Ding raised her fingers to her lips. “The bathroom,” she said. “You were in the bathroom that night when I woke up?”
“Till Finn showed, yeah. But by then it was light outside and I went to my room and that was it. Ding, what the hell’s going on?”
She shook her head because she wasn’t sure. She thought she had been. But the ground had shifted, and she had to think what she was meant to do.
LUDLOW
SHROPSHIRE
“Straight from the first—when I was here with the DCS—that bloke’s laid out half-truths, sir. He’s left out details and he’s painted things this way first and that way later. Then it’s been ‘Oh, did I forget to mention my assortment of phone calls to the husband of the deputy chief constable and to Ian Druitt as well? And oh, yes indeedy-o, I’m acquainted with Finnegan Freeman and did I not ever mention that Mr. Druitt had concerns about him? And I’m also rather more than acquainted with a girl who just happens to live in the same house with Finnegan.’”
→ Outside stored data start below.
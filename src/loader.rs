//! Loads a CSV, Parquet or Arrow IPC file into records and infers a column per field.

use std::collections::{BTreeSet, HashMap};
use std::fs;
use std::io::ErrorKind;
use std::path::{Path, PathBuf};
use std::sync::Arc;
use std::time::Instant;

use polars::prelude::*;
use rayon::prelude::*;
use tracing::{debug, info};

use crate::column::{CellFormat, ColumnDef, FilterKind, FilterOption, PIXELS_PER_CHAR};
use crate::domain::GridError;
use crate::value::{CellValue, Record, parse_date};

/// Text columns with at most this many distinct values get a select filter.
pub const MAX_SELECT_OPTIONS: usize = 12;

#[derive(Debug, Clone, Copy, PartialEq, Eq)]
enum FileType {
    Csv,
    Parquet,
    Arrow,
}

#[derive(Debug)]
struct FileInfo {
    path: PathBuf,
    file_size: u64,
    file_type: FileType,
}

/// A row of a loaded file.
#[derive(Debug, Clone, PartialEq)]
pub struct DynRecord {
    names: Arc<HashMap<String, usize>>,
    cells: Vec<CellValue>,
}

impl Record for DynRecord {
    fn field(&self, key: &str) -> CellValue {
        self.names
            .get(key)
            .and_then(|idx| self.cells.get(*idx))
            .cloned()
            .unwrap_or_default()
    }
}

/// Widest column, in characters, a loaded file may ask for.
pub const MAX_COLUMN_CHARS: usize = 1024;

pub struct LoadedTable {
    pub name: String,
    pub columns: Vec<ColumnDef>,
    pub records: Vec<DynRecord>,
}

pub fn load_file(path: PathBuf, max_column_width: usize) -> Result<LoadedTable, GridError> {
    let file_info = get_file_info(path)?;
    debug!(
        "Loading {} ({:?}, {} bytes)",
        file_info.path.display(),
        file_info.file_type,
        file_info.file_size
    );
    let frame = match file_info.file_type {
        FileType::Csv => load_csv(&file_info.path)?,
        FileType::Parquet => load_parquet(&file_info.path)?,
        FileType::Arrow => load_arrow(&file_info.path)?,
    };

    let start_time = Instant::now();
    let df = frame.collect()?;

    // One task per column, each converting its cells and inferring the column definition.
    let loaded: Result<Vec<(ColumnDef, Vec<CellValue>)>, PolarsError> = df
        .get_column_names()
        .par_iter()
        .map(|name| load_column(&df, name.as_str(), max_column_width))
        .collect();
    let loaded = loaded?;
    info!(
        "Loading data took {}ms ...",
        start_time.elapsed().as_millis()
    );

    let names: Arc<HashMap<String, usize>> = Arc::new(
        loaded
            .iter()
            .enumerate()
            .map(|(idx, (column, _))| (column.id.clone(), idx))
            .collect(),
    );
    let mut columns = Vec::with_capacity(loaded.len());
    let mut cells = Vec::with_capacity(loaded.len());
    for (column, values) in loaded {
        debug!("Column {} => {}", column.id, column.filter.name());
        columns.push(column);
        cells.push(values.into_iter());
    }
    let records = (0..df.height())
        .map(|_| DynRecord {
            names: Arc::clone(&names),
            cells: cells
                .iter_mut()
                .map(|values| values.next().unwrap_or_default())
                .collect(),
        })
        .collect();

    let name = file_info
        .path
        .file_name()
        .and_then(|s| s.to_str())
        .unwrap_or("???")
        .to_string();
    Ok(LoadedTable {
        name,
        columns,
        records,
    })
}

fn is_numeric_type(dtype: &DataType) -> bool {
    matches!(
        dtype,
        DataType::Int8
            | DataType::Int16
            | DataType::Int32
            | DataType::Int64
            | DataType::UInt8
            | DataType::UInt16
            | DataType::UInt32
            | DataType::UInt64
            | DataType::Float32
            | DataType::Float64
    )
}

fn load_column(
    df: &DataFrame,
    name: &str,
    max_column_width: usize,
) -> Result<(ColumnDef, Vec<CellValue>), PolarsError> {
    let column = df.column(name)?;
    let dtype = column.dtype().clone();

    let (values, filter, format) = if is_numeric_type(&dtype) {
        let values: Vec<CellValue> = column
            .cast(&DataType::Float64)?
            .f64()?
            .into_iter()
            .map(|v| v.map(CellValue::Number).unwrap_or_default())
            .collect();
        (values, FilterKind::NumericRange, CellFormat::Plain)
    } else if matches!(dtype, DataType::Date | DataType::Datetime(_, _)) {
        let values: Vec<CellValue> = column
            .cast(&DataType::String)?
            .str()?
            .into_iter()
            .map(|v| v.and_then(parse_date).map(CellValue::Date).unwrap_or_default())
            .collect();
        (values, FilterKind::DateRange, CellFormat::Date)
    } else if matches!(dtype, DataType::Boolean) {
        let values: Vec<CellValue> = column
            .bool()?
            .into_iter()
            .map(|v| v.map(CellValue::Bool).unwrap_or_default())
            .collect();
        let options = vec![
            FilterOption::new("true", "True"),
            FilterOption::new("false", "False"),
        ];
        (values, FilterKind::Select(options), CellFormat::Plain)
    } else if matches!(dtype, DataType::List(_)) {
        let mut values = Vec::with_capacity(column.len());
        let mut distinct = BTreeSet::new();
        for entry in column.list()?.into_iter() {
            let Some(series) = entry else {
                values.push(CellValue::Null);
                continue;
            };
            let tags: Vec<String> = series
                .cast(&DataType::String)?
                .str()?
                .into_iter()
                .flatten()
                .map(str::to_string)
                .collect();
            distinct.extend(tags.iter().cloned());
            values.push(CellValue::Tags(tags));
        }
        let options = distinct.iter().map(|t| FilterOption::new(t, t)).collect();
        (values, FilterKind::MultiSelect(options), CellFormat::Plain)
    } else {
        let strings = column.cast(&DataType::String)?;
        let values: Vec<CellValue> = strings
            .str()?
            .into_iter()
            .map(|v| {
                v.map(|s| CellValue::text(s.replace("\r\n", " ↵ ").replace('\n', " ↵ ")))
                    .unwrap_or_default()
            })
            .collect();
        let distinct: BTreeSet<&str> = strings.str()?.into_iter().flatten().collect();
        let filter = if !distinct.is_empty()
            && distinct.len() <= MAX_SELECT_OPTIONS
            && distinct.len() < values.len()
        {
            FilterKind::Select(distinct.iter().map(|v| FilterOption::new(*v, *v)).collect())
        } else {
            FilterKind::Text
        };
        (values, filter, CellFormat::Plain)
    };

    let size = column_size(name, &values, max_column_width);
    let def = ColumnDef::field(name, name)
        .filter(filter)
        .format(format)
        .placeholder("∅")
        .sizing(size, 3 * PIXELS_PER_CHAR, width_limit(max_column_width) * PIXELS_PER_CHAR * 2);
    Ok((def, values))
}

/// Pixel width fitting the header and the widest value, capped at `max_column_width` characters.
fn column_size(name: &str, values: &[CellValue], max_column_width: usize) -> u16 {
    let widest = values
        .iter()
        .map(|v| v.to_plain_string().chars().count())
        .max()
        .unwrap_or(0)
        .max(name.chars().count())
        + 2;
    widest.min(width_limit(max_column_width).into()) as u16 * PIXELS_PER_CHAR
}

/// `max_column_width` clamped so pixel sizes stay within `u16`.
fn width_limit(max_column_width: usize) -> u16 {
    max_column_width.clamp(3, MAX_COLUMN_CHARS) as u16
}

fn detect_file_type(path: &Path) -> Result<FileType, GridError> {
    match path
        .extension()
        .and_then(|s| s.to_str())
        .map(|s| s.to_uppercase())
        .as_deref()
    {
        Some("CSV") => Ok(FileType::Csv),
        Some("PARQUET") | Some("PQ") => Ok(FileType::Parquet),
        Some("ARROW") | Some("IPC") | Some("FEATHER") => Ok(FileType::Arrow),
        _ => Err(GridError::UnknownFileType),
    }
}

fn get_file_info(path: PathBuf) -> Result<FileInfo, GridError> {
    let metadata = fs::metadata(&path).map_err(|e| match e.kind() {
        ErrorKind::NotFound => GridError::FileNotFound,
        ErrorKind::PermissionDenied => GridError::PermissionDenied,
        _ => GridError::IoError(e),
    })?;
    if !metadata.is_file() {
        return Err(GridError::LoadingFailed("Not a file!".into()));
    }

    let file_size = metadata.len();
    let file_type = detect_file_type(&path)?;

    Ok(FileInfo {
        path,
        file_size,
        file_type,
    })
}

fn load_csv(path: &Path) -> Result<LazyFrame, PolarsError> {
    LazyCsvReader::new(PlPath::Local(path.into()))
        .with_has_header(true)
        .with_try_parse_dates(true)
        .finish()
}

fn load_parquet(path: &Path) -> Result<LazyFrame, PolarsError> {
    LazyFrame::scan_parquet(PlPath::Local(path.into()), ScanArgsParquet::default())
}

fn load_arrow(path: &Path) -> Result<LazyFrame, PolarsError> {
    LazyFrame::scan_ipc(
        PlPath::Local(path.into()),
        polars::io::ipc::IpcScanOptions,
        UnifiedScanArgs::default(),
    )
}

#[cfg(test)]
mod tests {
    use std::io::Write;

    use chrono::NaiveDate;

    use super::*;

    const CSV: &str = "\
name,amount,status,created
alice,10.5,paid,2024-01-05
bob,20,open,2024-01-15
carol,,paid,2024-01-25
dave,7,open,2024-02-01
";

    fn csv_file() -> tempfile::NamedTempFile {
        let mut file = tempfile::Builder::new().suffix(".csv").tempfile().unwrap();
        file.write_all(CSV.as_bytes()).unwrap();
        file
    }

    #[test]
    fn infers_filters_from_column_types() {
        let file = csv_file();
        let table = load_file(file.path().to_path_buf(), 40).unwrap();
        let kinds: Vec<&str> = table.columns.iter().map(|c| c.filter.name()).collect();
        assert_eq!(kinds, vec!["text", "range", "select", "date-range"]);
        assert_eq!(table.columns[2].filter.options().len(), 2);
        assert_eq!(table.records.len(), 4);
    }

    #[test]
    fn records_expose_typed_cells() {
        let file = csv_file();
        let table = load_file(file.path().to_path_buf(), 40).unwrap();
        let first = &table.records[0];
        assert_eq!(first.field("name"), CellValue::text("alice"));
        assert_eq!(first.field("amount"), CellValue::Number(10.5));
        assert_eq!(
            first.field("created"),
            CellValue::Date(NaiveDate::from_ymd_opt(2024, 1, 5).unwrap())
        );
        assert!(table.records[2].field("amount").is_null());
        assert!(first.field("missing").is_null());
    }

    #[test]
    fn column_size_is_capped() {
        let values = vec![CellValue::text("x".repeat(100))];
        assert_eq!(column_size("n", &values, 40), 40 * PIXELS_PER_CHAR);
        assert_eq!(column_size("name", &[], 40), 6 * PIXELS_PER_CHAR);
    }

    #[test]
    fn huge_width_limits_are_clamped() {
        let values = vec![CellValue::text("x".repeat(5000))];
        let widest = MAX_COLUMN_CHARS as u16 * PIXELS_PER_CHAR;
        assert_eq!(column_size("n", &values, 5000), widest);
        assert_eq!(column_size("n", &values, 70_000), widest);

        let file = csv_file();
        let table = load_file(file.path().to_path_buf(), 5000).unwrap();
        assert!(table.columns.iter().all(|c| c.max_size == widest * 2));
    }

    #[test]
    fn reports_missing_and_unknown_files() {
        let missing = load_file(PathBuf::from("/definitely/not/here.csv"), 40);
        assert!(matches!(missing, Err(GridError::FileNotFound)));

        let file = tempfile::Builder::new().suffix(".txt").tempfile().unwrap();
        let unknown = load_file(file.path().to_path_buf(), 40);
        assert!(matches!(unknown, Err(GridError::UnknownFileType)));
    }
}
pub fn org_details(row: &OrgRow) -> Vec<String> {
    match row {
        OrgRow::Department(d) if d.employees.is_empty() => {
            vec!["No employees found for this department.".to_string()]
        }
        OrgRow::Department(d) => {
            let mut lines = vec![format!(
                "{:<16} {:<22} {:<28} {:<13} {:<15} {:>12}",
                "Name", "Position", "Email", "Phone", "Location", "Salary"
            )];
            lines.extend(d.employees.iter().filter_map(|row| match row {
                OrgRow::Employee(e) => Some(format!(
                    "{:<16} {:<22} {:<28} {:<13} {:<15} {:>12}",
                    e.name,
                    e.position,
                    e.email,
                    e.phone,
                    e.location,
                    format_currency(e.salary)
                )),
                OrgRow::Department(_) => None,
            }));
            lines
        }
        OrgRow::Employee(e) => vec![format!(
            "{} | {} | {} | {}",
            e.position, e.email, e.phone, e.location
        )],
    }
}

pub fn departments() -> Vec<OrgRow> {
    let employee = |id, name, position, email, phone, salary, location| {
        OrgRow::Employee(Employee {
            id,
            name,
            position,
            email,
            phone,
            salary,
            location,
        })
    };
    vec![
        OrgRow::Department(Department {
            id: "1",
            name: "Engineering",
            manager: "John Smith",
            budget: 500000.0,
            employees: vec![
                employee("1-1", "Alice Johnson", "Senior Developer", "alice.johnson@company.com", "+1-555-0101", 120000.0, "New York"),
                employee("1-2", "Bob Wilson", "Frontend Developer", "bob.wilson@company.com", "+1-555-0102", 95000.0, "San Francisco"),
                employee("1-3", "Carol Davis", "Backend Developer", "carol.davis@company.com", "+1-555-0103", 110000.0, "Seattle"),
            ],
        }),
        OrgRow::Department(Department {
            id: "2",
            name: "Marketing",
            manager: "Sarah Brown",
            budget: 200000.0,
            employees: vec![
                employee("2-1", "David Lee", "Marketing Manager", "david.lee@company.com", "+1-555-0201", 85000.0, "Los Angeles"),
                employee("2-2", "Emma Taylor", "Content Specialist", "emma.taylor@company.com", "+1-555-0202", 65000.0, "Chicago"),
            ],
        }),
        OrgRow::Department(Department {
            id: "3",
            name: "Sales",
            manager: "Mike Johnson",
            budget: 300000.0,
            employees: vec![
                employee("3-1", "Frank Miller", "Sales Director", "frank.miller@company.com", "+1-555-0301", 130000.0, "Boston"),
                employee("3-2", "Grace Wilson", "Account Manager", "grace.wilson@company.com", "+1-555-0302", 75000.0, "Miami"),
                employee("3-3", "Henry Garcia", "Sales Representative", "henry.garcia@company.com", "+1-555-0303", 60000.0, "Denver"),
            ],
        }),
    ]
}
Barbara and Lynley had taken themselves onto the hotel terrace, where the coolness of the morning precluded anyone deciding to breakfast al fresco. Nor were they doing so. But daily more visitors were arriving in Ludlow, and daily Griffith Hall was housing them. Lynley had quietly told Barbara about his phone call to Nkata, and she wanted him to ring the DS another time and add Gary Ruddock to his list. Once she’d begun to argue this point, Lynley had taken her out to the terrace. Now they stood above the lawn and out of view of both the breakfast room and the lounge. Two gardeners were working among the shrubbery and the flowers, but they were at a distance, so the conversation between Barbara and her superior could go unheard.